═════ DATA RECORDS

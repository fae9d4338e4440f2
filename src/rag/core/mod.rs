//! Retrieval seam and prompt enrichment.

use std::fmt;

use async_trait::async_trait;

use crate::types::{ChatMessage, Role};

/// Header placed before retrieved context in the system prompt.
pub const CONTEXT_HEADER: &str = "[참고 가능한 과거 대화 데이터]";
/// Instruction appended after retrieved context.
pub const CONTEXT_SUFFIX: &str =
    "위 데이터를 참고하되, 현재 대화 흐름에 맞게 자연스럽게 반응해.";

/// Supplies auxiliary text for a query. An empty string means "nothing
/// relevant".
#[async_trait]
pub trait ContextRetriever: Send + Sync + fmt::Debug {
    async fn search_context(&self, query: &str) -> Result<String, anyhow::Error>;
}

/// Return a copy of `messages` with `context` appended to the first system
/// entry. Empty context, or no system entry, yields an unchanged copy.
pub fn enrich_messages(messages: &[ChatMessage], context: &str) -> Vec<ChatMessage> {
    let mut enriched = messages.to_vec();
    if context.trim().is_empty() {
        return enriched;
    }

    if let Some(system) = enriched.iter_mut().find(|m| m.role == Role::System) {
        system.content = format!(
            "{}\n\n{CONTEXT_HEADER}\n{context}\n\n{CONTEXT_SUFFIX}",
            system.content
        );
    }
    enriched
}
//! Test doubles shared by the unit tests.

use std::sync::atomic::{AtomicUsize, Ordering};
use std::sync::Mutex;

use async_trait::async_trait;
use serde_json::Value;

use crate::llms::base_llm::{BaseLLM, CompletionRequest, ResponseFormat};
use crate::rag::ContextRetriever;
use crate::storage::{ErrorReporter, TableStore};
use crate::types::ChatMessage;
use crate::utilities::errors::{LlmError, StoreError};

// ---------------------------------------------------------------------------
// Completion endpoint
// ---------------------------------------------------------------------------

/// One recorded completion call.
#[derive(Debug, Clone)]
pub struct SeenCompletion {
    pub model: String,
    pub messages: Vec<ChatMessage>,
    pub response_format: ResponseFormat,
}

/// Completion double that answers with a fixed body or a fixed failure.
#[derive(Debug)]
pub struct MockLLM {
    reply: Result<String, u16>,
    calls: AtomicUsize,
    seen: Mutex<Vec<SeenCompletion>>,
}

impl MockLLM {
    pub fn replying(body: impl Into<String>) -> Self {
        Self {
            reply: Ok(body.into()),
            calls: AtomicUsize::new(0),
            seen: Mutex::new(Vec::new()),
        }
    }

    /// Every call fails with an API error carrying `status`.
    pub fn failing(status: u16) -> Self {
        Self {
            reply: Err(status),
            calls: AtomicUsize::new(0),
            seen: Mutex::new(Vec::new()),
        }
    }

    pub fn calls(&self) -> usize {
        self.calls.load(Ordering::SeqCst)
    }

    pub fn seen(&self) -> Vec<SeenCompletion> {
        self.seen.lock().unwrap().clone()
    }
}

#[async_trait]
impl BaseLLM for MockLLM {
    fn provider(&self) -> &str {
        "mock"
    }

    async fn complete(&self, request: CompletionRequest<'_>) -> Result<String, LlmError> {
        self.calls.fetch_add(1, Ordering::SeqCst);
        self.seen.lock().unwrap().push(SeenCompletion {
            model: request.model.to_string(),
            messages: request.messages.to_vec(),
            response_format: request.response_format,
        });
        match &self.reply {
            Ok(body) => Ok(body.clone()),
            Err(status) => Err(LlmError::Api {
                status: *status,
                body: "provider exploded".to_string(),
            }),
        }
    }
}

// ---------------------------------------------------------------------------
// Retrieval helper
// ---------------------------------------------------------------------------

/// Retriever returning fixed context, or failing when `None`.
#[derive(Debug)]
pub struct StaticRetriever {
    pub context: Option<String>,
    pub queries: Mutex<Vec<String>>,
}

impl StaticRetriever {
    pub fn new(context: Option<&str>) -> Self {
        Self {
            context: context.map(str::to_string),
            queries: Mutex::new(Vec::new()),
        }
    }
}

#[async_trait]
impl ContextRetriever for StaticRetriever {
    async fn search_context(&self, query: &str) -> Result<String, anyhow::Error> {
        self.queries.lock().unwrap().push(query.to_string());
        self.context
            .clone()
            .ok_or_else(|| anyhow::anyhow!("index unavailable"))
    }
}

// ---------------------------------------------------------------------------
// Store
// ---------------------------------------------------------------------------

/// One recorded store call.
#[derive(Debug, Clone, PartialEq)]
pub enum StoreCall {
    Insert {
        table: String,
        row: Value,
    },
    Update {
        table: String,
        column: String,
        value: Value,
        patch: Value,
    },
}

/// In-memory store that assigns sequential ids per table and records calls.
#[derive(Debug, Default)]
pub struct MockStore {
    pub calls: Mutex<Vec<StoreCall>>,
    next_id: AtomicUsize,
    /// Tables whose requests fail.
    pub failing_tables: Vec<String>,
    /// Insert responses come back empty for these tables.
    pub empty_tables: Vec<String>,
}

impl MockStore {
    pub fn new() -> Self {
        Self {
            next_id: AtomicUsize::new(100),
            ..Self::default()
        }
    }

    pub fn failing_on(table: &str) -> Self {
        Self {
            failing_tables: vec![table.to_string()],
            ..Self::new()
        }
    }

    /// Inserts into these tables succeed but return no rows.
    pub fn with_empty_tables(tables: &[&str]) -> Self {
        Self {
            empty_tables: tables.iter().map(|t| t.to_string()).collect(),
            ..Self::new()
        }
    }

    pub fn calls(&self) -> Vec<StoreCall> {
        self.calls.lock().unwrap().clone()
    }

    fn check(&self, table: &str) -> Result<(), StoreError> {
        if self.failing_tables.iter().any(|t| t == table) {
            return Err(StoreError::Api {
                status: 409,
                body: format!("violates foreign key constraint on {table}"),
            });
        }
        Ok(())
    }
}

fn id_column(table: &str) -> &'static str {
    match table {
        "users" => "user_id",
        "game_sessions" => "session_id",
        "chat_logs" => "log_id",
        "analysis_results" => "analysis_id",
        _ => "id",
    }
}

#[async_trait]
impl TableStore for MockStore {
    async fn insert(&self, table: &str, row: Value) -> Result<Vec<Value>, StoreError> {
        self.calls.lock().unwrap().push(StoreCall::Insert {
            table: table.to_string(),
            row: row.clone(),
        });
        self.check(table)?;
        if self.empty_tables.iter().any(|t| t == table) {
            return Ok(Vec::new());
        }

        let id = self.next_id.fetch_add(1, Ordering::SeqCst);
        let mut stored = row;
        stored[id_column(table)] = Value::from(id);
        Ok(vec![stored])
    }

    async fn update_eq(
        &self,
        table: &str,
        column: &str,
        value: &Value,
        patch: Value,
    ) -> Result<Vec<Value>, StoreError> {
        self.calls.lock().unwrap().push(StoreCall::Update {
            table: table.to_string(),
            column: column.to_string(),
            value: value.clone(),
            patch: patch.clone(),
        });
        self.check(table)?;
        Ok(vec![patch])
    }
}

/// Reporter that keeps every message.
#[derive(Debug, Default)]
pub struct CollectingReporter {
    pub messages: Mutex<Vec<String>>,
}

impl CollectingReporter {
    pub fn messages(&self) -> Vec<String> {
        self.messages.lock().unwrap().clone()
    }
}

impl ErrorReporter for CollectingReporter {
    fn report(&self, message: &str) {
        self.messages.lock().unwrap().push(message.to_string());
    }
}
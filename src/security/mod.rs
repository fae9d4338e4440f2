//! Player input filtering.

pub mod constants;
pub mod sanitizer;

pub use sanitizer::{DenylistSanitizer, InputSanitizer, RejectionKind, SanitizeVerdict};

══════════

* [TASK TO COMPLETE]: Write out every line from the records above, word for word.

* [THE COMPLETED TASK]:
repository fae9d4338e4440f2
filename src/rag/core/mod.rs
//! Retrieval seam and prompt enrichment.

use std::fmt;

use async_trait::async_trait;

use crate::types::{ChatMessage, Role};

/// Header placed before retrieved context in the system prompt.
pub const CONTEXT_HEADER: &str = "[참고 가능한 과거 대화 데이터]";
/// Instruction appended after retrieved context.
pub const CONTEXT_SUFFIX: &str =
    "위 데이터를 참고하되, 현재 대화 흐름에 맞게 자연스럽게 반응해.";

/// Supplies auxiliary text for a query. An empty string means "nothing
/// relevant".
#[async_trait]
pub trait ContextRetriever: Send + Sync + fmt::Debug {
    async fn search_context(&self, query: &str) -> Result<String, anyhow::Error>;
}

/// Return a copy of `messages` with `context` appended to the first system
/// entry. Empty context, or no system entry, yields an unchanged copy.
pub fn enrich_messages(messages: &[ChatMessage], context: &str) -> Vec<ChatMessage> {
    let mut enriched = messages.to_vec();
    if context.trim().is_empty() {
        return enriched;
    }

    if let Some(system) = enriched.iter_mut().find(|m| m.role == Role::System) {
        system.content = format!(
            "{}\n\n{CONTEXT_HEADER}\n{context}\n\n{CONTEXT_SUFFIX}",
            system.content
        );
    }
    enriched
}
//! Test doubles shared by the unit tests.

use std::sync::atomic::{AtomicUsize, Ordering};
use std::sync::Mutex;

use async_trait::async_trait;
use serde_json::Value;

use crate::llms::base_llm::{BaseLLM, CompletionRequest, ResponseFormat};
use crate::rag::ContextRetriever;
use crate::storage::{ErrorReporter, TableStore};
use crate::types::ChatMessage;
use crate::utilities::errors::{LlmError, StoreError};

// ---------------------------------------------------------------------------
// Completion endpoint
// ---------------------------------------------------------------------------

/// One recorded completion call.
#[derive(Debug, Clone)]
pub struct SeenCompletion {
    pub model: String,
    pub messages: Vec<ChatMessage>,
    pub response_format: ResponseFormat,
}

/// Completion double that answers with a fixed body or a fixed failure.
#[derive(Debug)]
pub struct MockLLM {
    reply: Result<String, u16>,
    calls: AtomicUsize,
    seen: Mutex<Vec<SeenCompletion>>,
}

impl MockLLM {
    pub fn replying(body: impl Into<String>) -> Self {
        Self {
            reply: Ok(body.into()),
            calls: AtomicUsize::new(0),
            seen: Mutex::new(Vec::new()),
        }
    }

    /// Every call fails with an API error carrying `status`.
    pub fn failing(status: u16) -> Self {
        Self {
            reply: Err(status),
            calls: AtomicUsize::new(0),
            seen: Mutex::new(Vec::new()),
        }
    }

    pub fn calls(&self) -> usize {
        self.calls.load(Ordering::SeqCst)
    }

    pub fn seen(&self) -> Vec<SeenCompletion> {
        self.seen.lock().unwrap().clone()
    }
}

#[async_trait]
impl BaseLLM for MockLLM {
    fn provider(&self) -> &str {
        "mock"
    }

    async fn complete(&self, request: CompletionRequest<'_>) -> Result<String, LlmError> {
        self.calls.fetch_add(1, Ordering::SeqCst);
        self.seen.lock().unwrap().push(SeenCompletion {
            model: request.model.to_string(),
            messages: request.messages.to_vec(),
            response_format: request.response_format,
        });
        match &self.reply {
            Ok(body) => Ok(body.clone()),
            Err(status) => Err(LlmError::Api {
                status: *status,
                body: "provider exploded".to_string(),
            }),
        }
    }
}

// ---------------------------------------------------------------------------
// Retrieval helper
// ---------------------------------------------------------------------------

/// Retriever returning fixed context, or failing when `None`.
#[derive(Debug)]
pub struct StaticRetriever {
    pub context: Option<String>,
    pub queries: Mutex<Vec<String>>,
}

impl StaticRetriever {
    pub fn new(context: Option<&str>) -> Self {
        Self {
            context: context.map(str::to_string),
            queries: Mutex::new(Vec::new()),
        }
    }
}

#[async_trait]
impl ContextRetriever for StaticRetriever {
    async fn search_context(&self, query: &str) -> Result<String, anyhow::Error> {
        self.queries.lock().unwrap().push(query.to_string());
        self.context
            .clone()
            .ok_or_else(|| anyhow::anyhow!("index unavailable"))
    }
}

// ---------------------------------------------------------------------------
// Store
// ---------------------------------------------------------------------------

/// One recorded store call.
#[derive(Debug, Clone, PartialEq)]
pub enum StoreCall {
    Insert {
        table: String,
        row: Value,
    },
    Update {
        table: String,
        column: String,
        value: Value,
        patch: Value,
    },
}

/// In-memory store that assigns sequential ids per table and records calls.
#[derive(Debug, Default)]
pub struct MockStore {
    pub calls: Mutex<Vec<StoreCall>>,
    next_id: AtomicUsize,
    /// Tables whose requests fail.
    pub failing_tables: Vec<String>,
    /// Insert responses come back empty for these tables.
    pub empty_tables: Vec<String>,
}

impl MockStore {
    pub fn new() -> Self {
        Self {
            next_id: AtomicUsize::new(100),
            ..Self::default()
        }
    }

    pub fn failing_on(table: &str) -> Self {
        Self {
            failing_tables: vec![table.to_string()],
            ..Self::new()
        }
    }

    /// Inserts into these tables succeed but return no rows.
    pub fn with_empty_tables(tables: &[&str]) -> Self {
        Self {
            empty_tables: tables.iter().map(|t| t.to_string()).collect(),
            ..Self::new()
        }
    }

    pub fn calls(&self) -> Vec<StoreCall> {
        self.calls.lock().unwrap().clone()
    }

    fn check(&self, table: &str) -> Result<(), StoreError> {
        if self.failing_tables.iter().any(|t| t == table) {
            return Err(StoreError::Api {
                status: 409,
                body: format!("violates foreign key constraint on {table}"),
            });
        }
        Ok(())
    }
}

fn id_column(table: &str) -> &'static str {
    match table {
        "users" => "user_id",
        "game_sessions" => "session_id",
        "chat_logs" => "log_id",
        "analysis_results" => "analysis_id",
        _ => "id",
    }
}

#[async_trait]
impl TableStore for MockStore {
    async fn insert(&self, table: &str, row: Value) -> Result<Vec<Value>, StoreError> {
        self.calls.lock().unwrap().push(StoreCall::Insert {
            table: table.to_string(),
            row: row.clone(),
        });
        self.check(table)?;
        if self.empty_tables.iter().any(|t| t == table) {
            return Ok(Vec::new());
        }

        let id = self.next_id.fetch_add(1, Ordering::SeqCst);
        let mut stored = row;
        stored[id_column(table)] = Value::from(id);
        Ok(vec![stored])
    }

    async fn update_eq(
        &self,
        table: &str,
        column: &str,
        value: &Value,
        patch: Value,
    ) -> Result<Vec<Value>, StoreError> {
        self.calls.lock().unwrap().push(StoreCall::Update {
            table: table.to_string(),
            column: column.to_string(),
            value: value.clone(),
            patch: patch.clone(),
        });
        self.check(table)?;
        Ok(vec![patch])
    }
}

/// Reporter that keeps every message.
#[derive(Debug, Default)]
pub struct CollectingReporter {
    pub messages: Mutex<Vec<String>>,
}

impl CollectingReporter {
    pub fn messages(&self) -> Vec<String> {
        self.messages.lock().unwrap().clone()
    }
}

impl ErrorReporter for CollectingReporter {
    fn report(&self, message: &str) {
        self.messages.lock().unwrap().push(message.to_string());
    }
}
filename src/security/mod.rs
repository fae9d4338e4440f2
//! Player input filtering.

pub mod constants;
pub mod sanitizer;

pub use sanitizer::{DenylistSanitizer, InputSanitizer, RejectionKind, SanitizeVerdict};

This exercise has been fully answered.